---- RECORDS FOR PROCESSING

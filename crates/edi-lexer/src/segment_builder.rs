use edi_types::{RawSegment, SegmentPosition};

use crate::tokenizer::EdiTokenizer;

/// Builds [`RawSegment`] instances from raw segment strings.
///
/// Takes one tokenized segment string (e.g. `"NAD+Z04+9900123000002::293"`)
/// and splits it into a segment ID plus a three-level element/repetition/
/// component tree.
pub struct SegmentBuilder {
    tokenizer: EdiTokenizer,
}

impl SegmentBuilder {
    pub fn new(tokenizer: EdiTokenizer) -> Self {
        Self { tokenizer }
    }

    /// Parses a raw segment string (without its terminator) into a
    /// `RawSegment`. Returns `None` if the segment (or its ID) is empty.
    pub fn build<'a>(&self, segment_str: &'a str, position: SegmentPosition) -> Option<RawSegment<'a>> {
        if segment_str.is_empty() {
            return None;
        }

        let mut elements_iter = self.tokenizer.tokenize_elements(segment_str);
        let id = elements_iter.next()?;
        if id.is_empty() {
            return None;
        }

        let mut elements = Vec::new();
        for element_str in elements_iter {
            let reps: Vec<Vec<&'a str>> = self
                .tokenizer
                .tokenize_repetitions(element_str)
                .map(|rep_str| self.tokenizer.tokenize_components(rep_str).collect())
                .collect();
            elements.push(reps);
        }

        Some(RawSegment::new(id, elements, position))
    }
}
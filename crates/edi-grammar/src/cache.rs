//! Write-once, read-many cache of loaded grammars, keyed by
//! [`GrammarId`]. Grammars are expensive to parse from JSON and never
//! change once a process has loaded them, so lookups after the first
//! load are a plain map read.

use std::collections::HashMap;
use std::sync::Arc;

use tracing::debug;

use crate::error::GrammarError;
use crate::fixtures;
use crate::grammar::{Grammar, GrammarId};

#[derive(Debug, Default)]
pub struct GrammarCache {
    grammars: HashMap<GrammarId, Arc<Grammar>>,
}

impl GrammarCache {
    pub fn new() -> Self {
        Self::default()
    }

    /// Builds a cache pre-populated with the grammars bundled with this
    /// crate (X12 835, X12 837P, EDIFACT ORDERS).
    pub fn with_bundled_grammars() -> Result<Self, GrammarError> {
        let mut cache = Self::new();
        for grammar in fixtures::bundled_grammars()? {
            cache.insert(grammar)?;
        }
        Ok(cache)
    }

    /// Registers `grammar`, rejecting a second registration under the
    /// same [`GrammarId`] rather than silently overwriting the first —
    /// the cache is write-once per §5.
    pub fn insert(&mut self, grammar: Grammar) -> Result<(), GrammarError> {
        if self.grammars.contains_key(&grammar.id) {
            return Err(GrammarError::AlreadyRegistered {
                edi_type: grammar.id.edi_type.clone(),
                message_type: grammar.id.message_type.clone(),
                version: grammar.id.version.clone(),
            });
        }
        debug!(grammar = %grammar.id, "registering grammar");
        self.grammars.insert(grammar.id.clone(), Arc::new(grammar));
        Ok(())
    }

    pub fn get(&self, id: &GrammarId) -> Option<Arc<Grammar>> {
        self.grammars.get(id).cloned()
    }

    pub fn get_or_err(&self, id: &GrammarId) -> Result<Arc<Grammar>, GrammarError> {
        self.get(id).ok_or_else(|| GrammarError::NotFound {
            edi_type: id.edi_type.clone(),
            message_type: id.message_type.clone(),
            version: id.version.clone(),
        })
    }

    pub fn len(&self) -> usize {
        self.grammars.len()
    }

    pub fn is_empty(&self) -> bool {
        self.grammars.is_empty()
    }
}

#[cfg(test)]
mod tests {
    use super::*;

    #[test]
    fn bundled_cache_contains_all_three_fixture_grammars() {
        let cache = GrammarCache::with_bundled_grammars().unwrap();
        assert_eq!(cache.len(), 3);
        assert!(cache
            .get(&GrammarId::new("X12", "835", "005010X221A1"))
            .is_some());
        assert!(cache
            .get(&GrammarId::new("X12", "837", "005010X222A1"))
            .is_some());
        assert!(cache
            .get(&GrammarId::new("EDIFACT", "ORDERS", "D:96A:UN"))
            .is_some());
    }

    #[test]
    fn missing_grammar_is_an_error_not_a_panic() {
        let cache = GrammarCache::new();
        let err = cache
            .get_or_err(&GrammarId::new("X12", "999", "1"))
            .unwrap_err();
        assert!(matches!(err, GrammarError::NotFound { .. }));
    }

    #[test]
    fn duplicate_registration_is_rejected_not_overwritten() {
        let mut cache = GrammarCache::new();
        let first = fixtures::bundled_grammars().unwrap().into_iter().next().unwrap();
        let id = first.id.clone();
        cache.insert(first).unwrap();

        let duplicate = fixtures::bundled_grammars()
            .unwrap()
            .into_iter()
            .find(|g| g.id == id)
            .unwrap();
        let err = cache.insert(duplicate).unwrap_err();
        assert!(matches!(err, GrammarError::AlreadyRegistered { .. }));
        assert_eq!(cache.len(), 1);
    }
}
//! Accumulates [`Diagnostic`] records as a document is parsed and
//! validated, and produces a stable, sorted snapshot on demand.

use crate::diagnostic::{Category, Diagnostic, Location, Severity};

/// Collects diagnostics emitted across delimiter detection, lexing, tree
/// assembly, and field validation into one ordered list.
#[derive(Debug, Default, Clone)]
pub struct DiagnosticCollector {
    diagnostics: Vec<Diagnostic>,
}

impl DiagnosticCollector {
    pub fn new() -> Self {
        Self::default()
    }

    /// Records a diagnostic, filling in `location` if the diagnostic
    /// doesn't already carry one more specific.
    pub fn emit(&mut self, diagnostic: Diagnostic) {
        tracing::debug!(code = %diagnostic.code, severity = %diagnostic.severity, "diagnostic emitted");
        self.diagnostics.push(diagnostic);
    }

    pub fn emit_with_context(&mut self, mut diagnostic: Diagnostic, fallback: Location) {
        if diagnostic.location == Location::default() {
            diagnostic.location = fallback;
        }
        self.emit(diagnostic);
    }

    pub fn is_empty(&self) -> bool {
        self.diagnostics.is_empty()
    }

    pub fn len(&self) -> usize {
        self.diagnostics.len()
    }

    pub fn has_errors(&self) -> bool {
        self.diagnostics.iter().any(Diagnostic::is_error_or_worse)
    }

    pub fn has_fatal(&self) -> bool {
        self.diagnostics.iter().any(Diagnostic::is_fatal)
    }

    pub fn error_count(&self) -> usize {
        self.diagnostics.iter().filter(|d| d.severity == Severity::Error).count()
    }

    pub fn warning_count(&self) -> usize {
        self.diagnostics.iter().filter(|d| d.severity == Severity::Warning).count()
    }

    pub fn by_category(&self, category: Category) -> impl Iterator<Item = &Diagnostic> {
        self.diagnostics.iter().filter(move |d| d.category == category)
    }

    /// A stable snapshot ordered by ascending byte offset, ties broken by
    /// shallowest structural path first.
    pub fn snapshot(&self) -> Vec<Diagnostic> {
        let mut sorted = self.diagnostics.clone();
        sorted.sort_by(|a, b| {
            a.location
                .byte_offset
                .cmp(&b.location.byte_offset)
                .then_with(|| a.location.depth().cmp(&b.location.depth()))
        });
        sorted
    }

    pub fn into_sorted(self) -> Vec<Diagnostic> {
        let mut sorted = self.diagnostics;
        sorted.sort_by(|a, b| {
            a.location
                .byte_offset
                .cmp(&b.location.byte_offset)
                .then_with(|| a.location.depth().cmp(&b.location.depth()))
        });
        sorted
    }
}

--------

TASK DESCRIPTION - Among the lines above, which hold the word "crates"? Report each one.

WRITTEN ANSWER -
filename crates/edi-lexer/src/segment_builder.rs
filename crates/edi-grammar/src/cache.rs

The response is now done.